L’illustratrice et designer graphique Delphie Côté-Lacroix, qui a illustré notamment l’album jeunesse Florence et Léon de Simon Boulerice (Québec Amérique), signe les dessins du roman graphique Jack et le temps perdu (XYZ), écrit par Stéphanie Lapointe. Cette touchante œuvre raconte l’histoire de Jack, un pêcheur qui cherche une baleine grise qui s’est emparée de son fils. Seul et désespéré, il sombre peu à peu au fil de sa quête douloureuse, obsédé par la perte de son fils. Les illustrations de Delphie Côté-Lacroix témoignent avec finesse de la fragilité et de la solitude du personnage.

Vous avez illustré le roman graphique Jack et le temps perdu. Comment avez-vous trouvé cette expérience?
C’est vraiment stimulant d’ouvrir un fichier texte et que tout soit à construire, visuellement. Stéphanie et moi, on s’est entendues rapidement sur le ton et j’ai eu une belle liberté dans l’interprétation. Après, c’est certain que dans un projet de longue haleine comme ça, je passe par toute la gamme d’émotions. Autant certaines pages peuvent couler super bien, autant d’autres me donnent du fil à retordre — mais en fin de compte, on a un résultat tangible dans les mains et c’est vraiment satisfaisant.

Que vouliez-vous mettre de l’avant par le biais de vos illustrations dans Jack et le temps perdu?
Je voulais créer un deuxième niveau de lecture au texte de Stéphanie. Rendre attachant ce Jack pourtant amer. Offrir un regard sensible, empathique envers les épreuves qu’il traverse, tout en exposant cette noirceur qu’il a inévitablement accentuée en choisissant de rester en mer. Je trouve ça intéressant, une histoire avec un antihéros comme Jack. Ça nous rappelle notre fragilité à nous tous, et avec un peu de chance, ça nous permet d’avoir davantage de compassion envers ceux qui souffrent.

Qu’est-ce qui vous a le plus plu dans l’histoire de Florence et Léon que vous avez aussi illustrée?
J’ai beaucoup aimé le ton avec lequel Simon a abordé les différences — non pas comme des handicaps, mais comme des petites parties de notre histoire qui forgent notre caractère et notre unicité, et qui peuvent ultimement être une source de connexion.

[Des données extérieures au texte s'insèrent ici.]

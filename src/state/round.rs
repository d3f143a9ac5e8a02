//! Per-round state: the pass order, the secret word(s) and the reveal
//! cursor driven while the device goes around the table.

use super::assign::Assignment;
use crate::error::GameError;
use crate::types::{Player, PlayerId, RoleCard};
use serde::Serialize;

/// The outcome of role assignment and word resolution for one round.
/// Read-only for the presentation layer; the only mutation after
/// creation is advancing the reveal cursor.
#[derive(Debug, Clone, Serialize)]
pub struct RoundState {
    /// The pass order for this round.
    pub ordered_players: Vec<Player>,
    pub impostor_ids: Vec<PlayerId>,
    pub secret_word: String,
    /// The impostors' decoy word in duel rounds.
    pub secret_word_alt: Option<String>,
    /// Who opens the discussion, as an index into `ordered_players`.
    pub starter_index: usize,
    pub current_reveal_index: usize,
    peeked: bool,
    pub started_at: String,
}

impl RoundState {
    pub(crate) fn new(
        assignment: Assignment,
        secret_word: String,
        secret_word_alt: Option<String>,
    ) -> Self {
        Self {
            ordered_players: assignment.ordered_players,
            impostor_ids: assignment.impostor_ids,
            secret_word,
            secret_word_alt,
            starter_index: assignment.starter_index,
            current_reveal_index: 0,
            peeked: false,
            started_at: chrono::Utc::now().to_rfc3339(),
        }
    }

    /// The player currently holding the device.
    pub fn current_player(&self) -> &Player {
        &self.ordered_players[self.current_reveal_index]
    }

    /// The player who opens the discussion.
    pub fn starter(&self) -> &Player {
        &self.ordered_players[self.starter_index]
    }

    /// Whether the current player has flipped their card.
    pub fn has_peeked(&self) -> bool {
        self.peeked
    }

    /// Flip the current player's card. Idempotent: flipping again shows
    /// the same card.
    pub(crate) fn peek(&mut self) -> RoleCard {
        self.peeked = true;
        let player = &self.ordered_players[self.current_reveal_index];
        if player.is_impostor {
            RoleCard::Impostor {
                decoy: self.secret_word_alt.clone(),
            }
        } else {
            RoleCard::Civilian {
                word: self.secret_word.clone(),
            }
        }
    }

    /// Move the device to the next player. Rejected until the current
    /// player has peeked. Returns `true` once every player has seen
    /// their card.
    pub(crate) fn advance(&mut self) -> Result<bool, GameError> {
        if !self.peeked {
            return Err(GameError::RevealPending);
        }
        if self.current_reveal_index + 1 < self.ordered_players.len() {
            self.current_reveal_index += 1;
            self.peeked = false;
            Ok(false)
        } else {
            Ok(true)
        }
    }
}
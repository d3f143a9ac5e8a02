use thiserror::Error;

/// The result of attempting an invalid operation on a
/// [`GameSession`](crate::state::GameSession).
#[derive(Error, Debug, Clone, PartialEq, Eq)]
pub enum GameError {
    #[error("too few players to start a round")]
    TooFewPlayers,
    #[error("player names cannot be empty")]
    InvalidName,
    #[error("no player exists with the given id")]
    PlayerNotFound,
    #[error("this action cannot be performed during this phase of the game")]
    InvalidAction,
    #[error("the current player has not revealed their card yet")]
    RevealPending,
    #[error("submitted words cannot be empty")]
    EmptyWord,
    #[error("no round is currently in progress")]
    NoActiveRound,
}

Est-ce un grand défi que de mettre en images les mots de quelqu’un d’autre?
Ça doit dépendre beaucoup de la personnalité et des attentes de l’auteur. Dans mon cas, j’ai été très chanceuse dans la confiance et la liberté qui m’ont été données. C’est certain que quand tu reçois un texte, c’est un peu comme un cadeau. L’auteur te confie quelque chose de précieux et c’est à toi de l’interpréter, de te l’approprier, tout en honorant l’intention de l’auteur et du projet. Quand on te contacte parce qu’on aime déjà ton travail, ça se passe habituellement bien.

Quel rapport entretenez-vous avec le matériel avec lequel vous dessinez?
En ce moment, je n’utilise que mon ordinateur, ma tablette graphique et mon iPad (Photoshop et l’application Procreate). Avant, j’utilisais aquarelle, crayons de bois et graphite, mais aujourd’hui, avec les brushs numériques offertes, on peut obtenir des textures assez réalistes, et ça m’apporte beaucoup de liberté. J’aime pouvoir revenir en arrière, jouer avec les teintes et la composition après coup. Ça me permet aussi une plus grande mobilité, les crayons, papier, peinture, scanner, ça se transporte moins bien, disons!

Vous illustrez notamment des livres pour enfants. En lisez-vous beaucoup? Lesquels sont vos favoris?
Je n’ai pas de collection personnelle, mais j’adore explorer les livres que possèdent les enfants des amis que je visite. J’aime aussi beaucoup flâner dans la section jeunesse de la bibliothèque. Parmi mes favoris ces temps-ci : Le facteur de l’espace de Guillaume Perreault (il me fait beaucoup penser au Petit Prince, dans ses aventures spatiales). Sinon n’importe quoi fait par Isabelle Arsenault, ses illustrations sont sublimes.

Avez-vous une autre grande passion que l’illustration?
J’adore les plantes. J’ai une minijungle dans mon appartement, et je cultive un petit potager de balcon durant l’été. En fait, j’adore la nature et le plein air, alors c’est probablement ma façon d’en avoir un peu avec moi, même en ville.